# What Is It? - #41



## SifuPhil (Sep 14, 2013)

After a brief vacation ("holiday" to our Brit friends), during which I contemplated the nature of non-sighted firearm use and the right of mere mortals to shuffle themselves off this mortal coil, it's REALLY good to be back here in the Land of WII.

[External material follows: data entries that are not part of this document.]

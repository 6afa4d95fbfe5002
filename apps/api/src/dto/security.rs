mod conversions;
mod types;

pub use types::{
    AssignRoleRequest, CreateDelegationRequest, CreateRoleRequest, DelegationListParams,
    DelegationResponse, DuplicateRoleRequest, ExtendDelegationRequest,
    ExtendResourcePermissionRequest, GrantResourcePermissionRequest, MembershipResponse,
    ResourcePermissionListParams, ResourcePermissionResponse, RoleGrantRequest, RoleResponse,
    UpdateRoleRequest,
};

I didn't return empty-handed, either - I brought THIS puppy back with me!

 

Made of metal and measures approx. 12" in length. It is something still in use today. 

*WHAT IS IT? *


----------



## Jillaroo (Sep 14, 2013)

mg:_That looks like a torture thing for a mans anatomy_:eek1:


----------



## SifuPhil (Sep 14, 2013)

Jillaroo said:


> mg:_That looks like a torture thing for a mans anatomy_:eek1:



Now, Jill - that's something I would expect _That Guy_ to say, but not a lady of _your_ breeding and refinement!

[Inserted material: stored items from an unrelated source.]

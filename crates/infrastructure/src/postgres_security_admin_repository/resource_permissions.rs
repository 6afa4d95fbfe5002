use super::*;

impl PostgresSecurityAdminRepository {
    pub(super) async fn create_resource_permission_impl(
        &self,
        grant: &ResourcePermission,
    ) -> AppResult<()> {
        sqlx::query(
            r#"
            INSERT INTO resource_permissions (
                id, organization_id, user_id, resource_type, permission_resource_type,
                permission_action, resource_id, granted, expires_at, revoked_at, granted_by,
                created_at
            )
            VALUES ($1, $2, $3, $4, $5, $6, $7, $8, $9, $10, $11, $12)
            "#,
        )
        .bind(grant.id.as_uuid())
        .bind(grant.organization_id.as_uuid())
        .bind(grant.user_id.as_uuid())
        .bind(grant.resource_type.as_str())
        .bind(grant.permission.resource_type.as_str())
        .bind(grant.permission.action.as_str())
        .bind(grant.resource_id.as_str())
        .bind(grant.granted)
        .bind(grant.expires_at)
        .bind(grant.revoked_at)
        .bind(grant.granted_by.map(|user_id| user_id.as_uuid()))
        .bind(grant.created_at)
        .execute(&self.pool)
        .await
        .map_err(|error| {
            map_unique_conflict(
                error,
                || format!("resource permission '{}' already exists", grant.id),
                "create resource permission",
            )
        })?;

        Ok(())
    }

    pub(super) async fn find_resource_permission_impl(
        &self,
        organization_id: OrganizationId,
        resource_permission_id: ResourcePermissionId,
    ) -> AppResult<Option<ResourcePermission>> {
        let row = sqlx::query_as::<_, ResourcePermissionRow>(&format!(
            "SELECT {RESOURCE_PERMISSION_COLUMNS} FROM resource_permissions \
             WHERE organization_id = $1 AND id = $2"
        ))
        .bind(organization_id.as_uuid())
        .bind(resource_permission_id.as_uuid())
        .fetch_optional(&self.pool)
        .await
        .map_err(|error| {
            AppError::Internal(format!("failed to find resource permission: {error}"))
        })?;

        Ok(row.map(decode_resource_permission))
    }

    pub(super) async fn save_resource_permission_impl(
        &self,
        grant: &ResourcePermission,
    ) -> AppResult<()> {
        let result = sqlx::query(
            r#"
            UPDATE resource_permissions
            SET expires_at = $3, revoked_at = $4
            WHERE organization_id = $1 AND id = $2
            "#,
        )
        .bind(grant.organization_id.as_uuid())
        .bind(grant.id.as_uuid())
        .bind(grant.expires_at)
        .bind(grant.revoked_at)
        .execute(&self.pool)
        .await
        .map_err(|error| {
            AppError::Internal(format!("failed to save resource permission: {error}"))
        })?;

        if result.rows_affected() == 0 {
            return Err(AppError::NotFound(format!(
                "resource permission '{}' not found",
                grant.id
            )));
        }

        Ok(())
    }

    pub(super) async fn list_resource_permissions_impl(
        &self,
        organization_id: OrganizationId,
        user_id: Option<UserId>,
    ) -> AppResult<Vec<ResourcePermission>> {
        let rows = sqlx::query_as::<_, ResourcePermissionRow>(&format!(
            "SELECT {RESOURCE_PERMISSION_COLUMNS} FROM resource_permissions \
             WHERE organization_id = $1 AND ($2::UUID IS NULL OR user_id = $2) \
             ORDER BY created_at, id"
        ))
        .bind(organization_id.as_uuid())
        .bind(user_id.map(|user_id| user_id.as_uuid()))
        .fetch_all(&self.pool)
        .await
        .map_err(|error| {
            AppError::Internal(format!("failed to list resource permissions: {error}"))
        })?;

        Ok(rows.into_iter().map(decode_resource_permission).collect())
    }
}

... besides, it's _only_ 12" long.


----------



## SeaBreeze (Sep 14, 2013)

A fabric pleater or sewing device?


----------



## Diwundrin (Sep 14, 2013)

No bells ringing here.


----------



## TICA (Sep 14, 2013)

A thingamagig to encode secret stuff!!!


----------



## Jackie22 (Sep 14, 2013)

A tool to pierce an animal's ear??


----------



## SifuPhil (Sep 14, 2013)

SeaBreeze said:


> A fabric pleater or sewing device?





Diwundrin said:


> No bells ringing here.





TICA said:


> A thingamagig to encode secret stuff!!!





Jackie22 said:


> A tool to pierce an animal's ear??



Not a pleater nor for sewing
Bells don't ring for Di
Not even a thingamajig
Not used for ear nor eye


Great guesses, all - but keep going!


----------



## Happyflowerlady (Sep 14, 2013)

It looks like it could be a good meat tenderizer device. It obviously pokes holes in something, and that would allow marinade to soak into the fiber of the meat as well as tenderizing it.


----------



## SifuPhil (Sep 14, 2013)

Happyflowerlady said:


> It looks like it could be a good meat tenderizer device. It obviously pokes holes in something, and that would allow marinade to soak into the fiber of the meat as well as tenderizing it.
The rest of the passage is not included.